Use for renal impairment
U patients with mild to moderate renal impairment (creatinine clearance 30-50 ml/min) The clearance of ropinirole does not change, and no dose adjustment of ropinirole is required.
For patients with end-stage renal failure on hemodialysis, The recommended starting dose of ropinirole is 2 mg 1 time / day. Subsequent dose increases should be based on assessment of tolerability and effectiveness. The maximum daily dose in patients on continuous hemodialysis is 18 mg. Administration of maintenance doses after hemodialysis is not required.
Use in elderly patients
Despite a possible decrease in drug clearance in patients aged 65 years and older, dose titration of ropinirole in this category of patients is carried out as usual.
special instructions
Patients should be warned about the possible development of drowsiness or episodes of sudden falling asleep, sometimes not preceded by drowsiness. If such reactions occur, discontinuation of therapy should be considered.
In patients taking dopaminergic drugs, incl. ropinirole, appetite disorders have been reported, including compulsive behavior such as pathological gambling and hypersexuality. According to the literature, similar side effects of therapy were observed in patients with Parkinson's disease receiving high doses of dopaminergic drugs; Other risk factors may include a history of compulsive behavior or concomitant use of multiple dopaminergic drugs. In this case, the possibility of reducing the dose or discontinuing therapy should be considered.
A paradoxical worsening of restless legs syndrome has been reported with ropinirole (earlier onset, increased intensity of symptoms, or progression of symptoms to involve previously unaffected limbs) or early morning rebound syndrome (recurrence of symptoms in the early morning hours). If these symptoms appear, it is necessary to reconsider the treatment tactics with ropinirole, adjust the dose, and possibly discontinue the drug.

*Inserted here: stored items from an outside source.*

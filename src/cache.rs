//! On-disk cache for catalog API responses.
//!
//! Responses are stored gzip-compressed under the cache directory and served
//! from disk while younger than the configured TTL. In offline mode cached
//! responses are used regardless of age and nothing is downloaded.

use std::fs;
use std::io::{Read, Write};
use std::path::{Path, PathBuf};
use std::time::{Duration, SystemTime};

use flate2::read::GzDecoder;
use flate2::write::GzEncoder;
use flate2::Compression;
use reqwest::blocking::Client;
use serde::de::DeserializeOwned;
use serde::Serialize;

use crate::config;
use crate::error::{CatalogError, CatalogResult};

/// Downloads catalog responses and caches them on disk.
pub struct CacheManager {
    /// Directory where cached responses are stored.
    pub cache_dir: PathBuf,
    /// If true, never hit the network (use cached responses only).
    pub offline: bool,
    /// How long a cached response stays fresh.
    pub ttl: Duration,
    timeout: Duration,
    client: Option<Client>,
}

impl CacheManager {
    /// Create a new cache manager.
    ///
    /// If `cache_dir` is `None`, uses the platform-appropriate default cache directory.
    /// Creates the cache directory if it does not exist.
    pub fn new(
        cache_dir: Option<PathBuf>,
        offline: bool,
        timeout: Duration,
        ttl: Duration,
    ) -> CatalogResult<Self> {
        let dir = cache_dir.unwrap_or_else(config::default_cache_dir);
        fs::create_dir_all(&dir)?;
        Ok(Self {
            cache_dir: dir,
            offline,
            ttl,
            timeout,
            client: None,
        })
    }

    /// Lazy HTTP client, created on first use.
    pub fn client(&mut self) -> CatalogResult<&Client> {
        if self.client.is_none() {
            let client = Client::builder()
                .timeout(self.timeout)
                .redirect(reqwest::redirect::Policy::limited(10))
                .build()?;
            self.client = Some(client);
        }
        self.client
            .as_ref()
            .ok_or_else(|| CatalogError::Malformed("HTTP client not initialised".into()))
    }

    /// Local path for a cache key. Bytes outside `[A-Za-z0-9-]` are hex
    /// escaped so distinct keys never share a file.
    pub fn path_for(&self, key: &str) -> PathBuf {
        let mut file = String::with_capacity(key.len() + 8);
        for b in key.bytes() {
            if b.is_ascii_alphanumeric() || b == b'-' {
                file.push(b as char);
            } else {
                file.push_str(&format!("_{:02x}", b));
            }
        }
        file.push_str(".json.gz");
        self.cache_dir.join(file)
    }

    fn is_fresh(&self, path: &Path) -> bool {
        fs::metadata(path)
            .and_then(|m| m.modified())
            .ok()
            .and_then(|modified| SystemTime::now().duration_since(modified).ok())
            .map(|age| age < self.ttl)
            .unwrap_or(false)
    }

    fn read_cached<T: DeserializeOwned>(&self, path: &Path) -> CatalogResult<T> {
        let file = fs::File::open(path)?;
        let mut contents = String::new();
        GzDecoder::new(file).read_to_string(&mut contents)?;
        Ok(serde_json::from_str(&contents)?)
    }

    /// Write to a temp file first and rename on success, so an interrupted
    /// write never leaves a corrupt entry behind.
    fn write_cached(&self, path: &Path, bytes: &[u8]) -> CatalogResult<()> {
        let tmp = path.with_extension("gz.tmp");
        let result = (|| -> CatalogResult<()> {
            let mut encoder = GzEncoder::new(fs::File::create(&tmp)?, Compression::default());
            encoder.write_all(bytes)?;
            encoder.finish()?;
            fs::rename(&tmp, path)?;
            Ok(())
        })();

        if result.is_err() {
            let _ = fs::remove_file(&tmp);
        }
        result
    }

    /// Store a value under `key`, e.g. to prime the cache for offline use.
    pub fn store_json<T: Serialize>(&self, key: &str, value: &T) -> CatalogResult<()> {
        let bytes = serde_json::to_vec(value)?;
        self.write_cached(&self.path_for(key), &bytes)
    }

    /// Fetch `url` with `query` as JSON, going through the cache under `key`.
    ///
    /// A cached entry that fails to parse is deleted; online, the response is
    /// then downloaded again.
    pub fn get_json<T: DeserializeOwned>(
        &mut self,
        url: &str,
        query: &[(&str, String)],
        key: &str,
    ) -> CatalogResult<T> {
        let path = self.path_for(key);

        if path.exists() && (self.offline || self.is_fresh(&path)) {
            match self.read_cached(&path) {
                Ok(value) => {
                    tracing::debug!(key, "catalog cache hit");
                    return Ok(value);
                }
                Err(e) => {
                    tracing::warn!(path = %path.display(), error = %e, "corrupt cache file, removing");
                    let _ = fs::remove_file(&path);
                }
            }
        }

        if self.offline {
            return Err(CatalogError::Offline(format!(
                "'{}' is not cached and offline mode is enabled",
                key
            )));
        }

        tracing::debug!(url, ?query, "catalog request");
        let client = self.client()?.clone();
        let bytes = client
            .get(url)
            .query(query)
            .send()?
            .error_for_status()?
            .bytes()?;
        let value: T = serde_json::from_slice(&bytes)?;

        if let Err(e) = self.write_cached(&path, &bytes) {
            tracing::warn!(key, error = %e, "failed to write catalog cache entry");
        }
        Ok(value)
    }

    /// Remove all cached files and recreate the cache directory.
    pub fn clear(&self) -> CatalogResult<()> {
        if self.cache_dir.exists() {
            fs::remove_dir_all(&self.cache_dir)?;
            fs::create_dir_all(&self.cache_dir)?;
        }
        Ok(())
    }

    /// Close the HTTP client, if open.
    pub fn close(&mut self) {
        self.client = None;
    }
}
//! Master Duel Meta catalog client.
//!
//! Pack metadata and card lists come from the Master Duel Meta API. Cards
//! that the API lists without a Konami id are resolved against YGOPRODeck by
//! name.

use std::cell::RefCell;

use serde::Deserialize;

use super::CatalogClient;
use crate::cache::CacheManager;
use crate::config;
use crate::error::{CatalogError, CatalogResult};
use crate::models::{CardRecord, PackDefinition, PackKind, Rarity};

/// Card names the catalog is known to misspell, with their correct form.
const NAME_CORRECTIONS: &[(&str, &str)] = &[("GranSolfacord Coolia", "GranSolfachord Coolia")];

// ---------------------------------------------------------------------------
// Wire types
// ---------------------------------------------------------------------------

#[derive(Debug, Deserialize)]
struct MdmSet {
    #[serde(rename = "_id")]
    id: String,
    name: String,
    #[serde(rename = "type", default)]
    set_type: String,
}

#[derive(Debug, Deserialize)]
struct MdmCard {
    #[serde(rename = "_id", default)]
    id: Option<String>,
    name: String,
    #[serde(default)]
    rarity: String,
    #[serde(rename = "konamiID", default)]
    konami_id: Option<KonamiId>,
}

/// Konami ids arrive either as a JSON number or as a numeric string.
#[derive(Debug, Deserialize)]
#[serde(untagged)]
enum KonamiId {
    Number(u64),
    Text(String),
}

impl KonamiId {
    fn as_u64(&self) -> Option<u64> {
        let id = match self {
            KonamiId::Number(n) => Some(*n),
            KonamiId::Text(s) => s.trim().parse().ok(),
        };
        // The catalog uses 0 for "unknown".
        id.filter(|id| *id != 0)
    }
}

#[derive(Debug, Default, Deserialize)]
struct YgoProDeckResponse {
    #[serde(default)]
    data: Vec<YgoProDeckCard>,
}

#[derive(Debug, Deserialize)]
struct YgoProDeckCard {
    id: u64,
}

// ---------------------------------------------------------------------------
// MasterDuelMetaClient
// ---------------------------------------------------------------------------

/// Live catalog backed by the Master Duel Meta API, with responses cached by
/// a [`CacheManager`].
pub struct MasterDuelMetaClient {
    cache: RefCell<CacheManager>,
}

impl MasterDuelMetaClient {
    pub fn new(cache: CacheManager) -> Self {
        Self {
            cache: RefCell::new(cache),
        }
    }

    fn fetch_cards_page(&self, pack_id: &str, page: usize) -> CatalogResult<Vec<MdmCard>> {
        self.cache.borrow_mut().get_json(
            &config::cards_url(),
            &config::cards_query(pack_id, page),
            &format!("cards-{}-p{}", pack_id, page),
        )
    }

    /// Look up a card's Konami id on YGOPRODeck by exact name.
    fn lookup_konami_id(&self, name: &str) -> CatalogResult<Option<u64>> {
        let response: YgoProDeckResponse = self.cache.borrow_mut().get_json(
            config::YGOPRODECK_CARD_INFO_URL,
            &[("name", name.to_string())],
            &format!("ygoprodeck-{}", name),
        )?;
        Ok(response.data.first().map(|c| c.id))
    }

    fn to_record(&self, card: MdmCard) -> Option<CardRecord> {
        let Some(rarity) = Rarity::from_code(&card.rarity) else {
            tracing::warn!(card = %card.name, rarity = %card.rarity, "skipping card with unknown rarity");
            return None;
        };

        let name = NAME_CORRECTIONS
            .iter()
            .find(|(wrong, _)| *wrong == card.name)
            .map(|(_, right)| right.to_string())
            .unwrap_or(card.name);

        let konami_id = match card.konami_id.as_ref().and_then(KonamiId::as_u64) {
            Some(id) => Some(id),
            None => match self.lookup_konami_id(&name) {
                Ok(id) => id,
                Err(e) => {
                    tracing::warn!(card = %name, error = %e, "Konami id lookup failed");
                    None
                }
            },
        };

        let mut record = CardRecord::new(name, rarity);
        if let Some(id) = konami_id {
            record = record.with_id(id.to_string());
        }
        if let Some(catalog_id) = card.id.as_deref() {
            record = record.with_image(config::card_image_url(catalog_id));
        }
        Some(record)
    }
}

impl CatalogClient for MasterDuelMetaClient {
    fn list_packs(&self) -> CatalogResult<Vec<PackDefinition>> {
        let sets: Vec<MdmSet> = self.cache.borrow_mut().get_json(
            &config::sets_url(),
            &config::sets_query(),
            "sets",
        )?;

        Ok(sets
            .into_iter()
            .filter_map(|set| {
                PackKind::from_catalog_type(&set.set_type)
                    .map(|kind| PackDefinition::new(set.id, kind, set.name))
            })
            .collect())
    }

    fn list_cards(&self, pack_id: &str) -> CatalogResult<Vec<CardRecord>> {
        if pack_id.is_empty() {
            return Err(CatalogError::Malformed("empty pack id".into()));
        }

        let mut raw = Vec::new();
        let mut page = 1;
        loop {
            let batch = self.fetch_cards_page(pack_id, page)?;
            if batch.is_empty() {
                break;
            }
            let short_page = batch.len() < config::CARDS_PAGE_SIZE;
            raw.extend(batch);
            page += 1;
            if short_page {
                break;
            }
        }

        tracing::debug!(pack_id, rows = raw.len(), pages = page - 1, "fetched pack cards");
        Ok(raw.into_iter().filter_map(|c| self.to_record(c)).collect())
    }

    fn clear_cache(&self) -> CatalogResult<()> {
        let mut cache = self.cache.borrow_mut();
        cache.clear()?;
        cache.close();
        Ok(())
    }
}
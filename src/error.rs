use crate::models::Rarity;

/// Failures raised by a catalog collaborator (network, disk cache, parsing).
#[derive(Debug, thiserror::Error)]
pub enum CatalogError {
    #[error("HTTP error: {0}")]
    Http(#[from] reqwest::Error),

    #[error("IO error: {0}")]
    Io(#[from] std::io::Error),

    #[error("JSON error: {0}")]
    Json(#[from] serde_json::Error),

    #[error("Offline: {0}")]
    Offline(String),

    #[error("Malformed catalog data: {0}")]
    Malformed(String),
}

pub type CatalogResult<T> = std::result::Result<T, CatalogError>;

#[derive(Debug, thiserror::Error)]
pub enum PullError {
    #[error("Pack not found: {0}")]
    PackNotFound(String),

    #[error("Baseline pack not found in catalog")]
    BaselinePackNotFound,

    #[error("No {0} cards available in the card pool")]
    PoolExhausted(Rarity),

    #[error("Catalog unavailable: {0}")]
    CatalogUnavailable(#[from] CatalogError),

    #[error("Invalid argument: {0}")]
    InvalidArgument(String),

    #[error("Internal error: {0}")]
    Internal(String),
}

impl PullError {
    /// True when the failure was caused by the caller's input rather than by
    /// upstream data or infrastructure.
    pub fn is_client_error(&self) -> bool {
        matches!(
            self,
            PullError::PackNotFound(_)
                | PullError::BaselinePackNotFound
                | PullError::InvalidArgument(_)
        )
    }
}

pub type Result<T> = std::result::Result<T, PullError>;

Impact on the ability to drive vehicles and operate machinery
Patients should be warned about possible adverse reactions during therapy with ropinirole.
Patients should be informed that there are very rare cases of episodes of sudden falling asleep without any previous or obvious signs of daytime sleepiness and cases of dizziness (sometimes severe). If daytime sleepiness or episodes of falling asleep during the day develop, which requires active intervention, the patient should be warned about the need to stop driving vehicles and other activities that require high concentration and speed of psychomotor reactions.